START GIVEN ENTRIES
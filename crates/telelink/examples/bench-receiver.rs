//! Bench receiver: a simulated bridge feeding a live session over loopback TCP.
//!
//! Run with:
//!   cargo run --example bench-receiver
//!
//! Prints the link badge and cached channel count whenever the cache changes,
//! then the final cache once the simulated bridge hangs up.

use std::io::Write;
use std::net::TcpListener;
use std::thread;
use std::time::Duration;

use telelink::frame::PayloadLayout;
use telelink::session::{Session, SessionConfig};
use telelink::simulate::Simulator;
use telelink::transport::TcpSource;

const FRAMES: usize = 180;
const FRAME_INTERVAL: Duration = Duration::from_millis(10);

fn main() -> Result<(), Box<dyn std::error::Error>> {
    let bridge = TcpListener::bind("127.0.0.1:0")?;
    let addr = bridge.local_addr()?;

    let server = thread::spawn(move || -> std::io::Result<()> {
        let (mut stream, peer) = bridge.accept()?;
        eprintln!("[bridge] receiver connected from {peer}");
        for (i, frame) in Simulator::new(PayloadLayout::New).take(FRAMES).enumerate() {
            // Every 40th frame gets a flipped checksum.
            if i % 40 == 39 {
                let mut bad = frame.to_vec();
                if let Some(last) = bad.last_mut() {
                    *last ^= 0xFF;
                }
                stream.write_all(&bad)?;
            } else {
                stream.write_all(&frame)?;
            }
            thread::sleep(FRAME_INTERVAL);
        }
        eprintln!("[bridge] done");
        Ok(())
    });

    let source = TcpSource::connect(addr, Duration::from_millis(100))?;
    let handle = Session::new(source, SessionConfig::default()).spawn()?;
    let cache = handle.cache();
    let mut changes = cache.subscribe();

    while !handle.is_finished() {
        thread::sleep(Duration::from_millis(250));
        if changes.has_changed().unwrap_or(false) {
            let version = *changes.borrow_and_update();
            eprintln!(
                "[receiver] v{version} channels={} link={}",
                cache.len(),
                cache.link_status()
            );
        }
    }

    let report = handle.join()?;
    server
        .join()
        .map_err(|_| "bridge thread panicked")??;

    let snapshot = cache.get_all();
    for (key, sample) in &snapshot.samples {
        println!("{key} {}", serde_json::to_string(&sample.fields)?);
    }
    println!(
        "frames={} checksum_failures={} ended_by={} link={}",
        report.frames.frames_received,
        report.frames.checksum_failures,
        report.ended_by,
        snapshot.status
    );
    Ok(())
}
END GIVEN ENTRIES
* **WHAT YOU SHOULD DO**:
Gather from the records above every line containing the string "stream".

* **RESPONSE TO THIS EXERCISE**:
        let (mut stream, peer) = bridge.accept()?;
                stream.write_all(&bad)?;
                stream.write_all(&frame)?;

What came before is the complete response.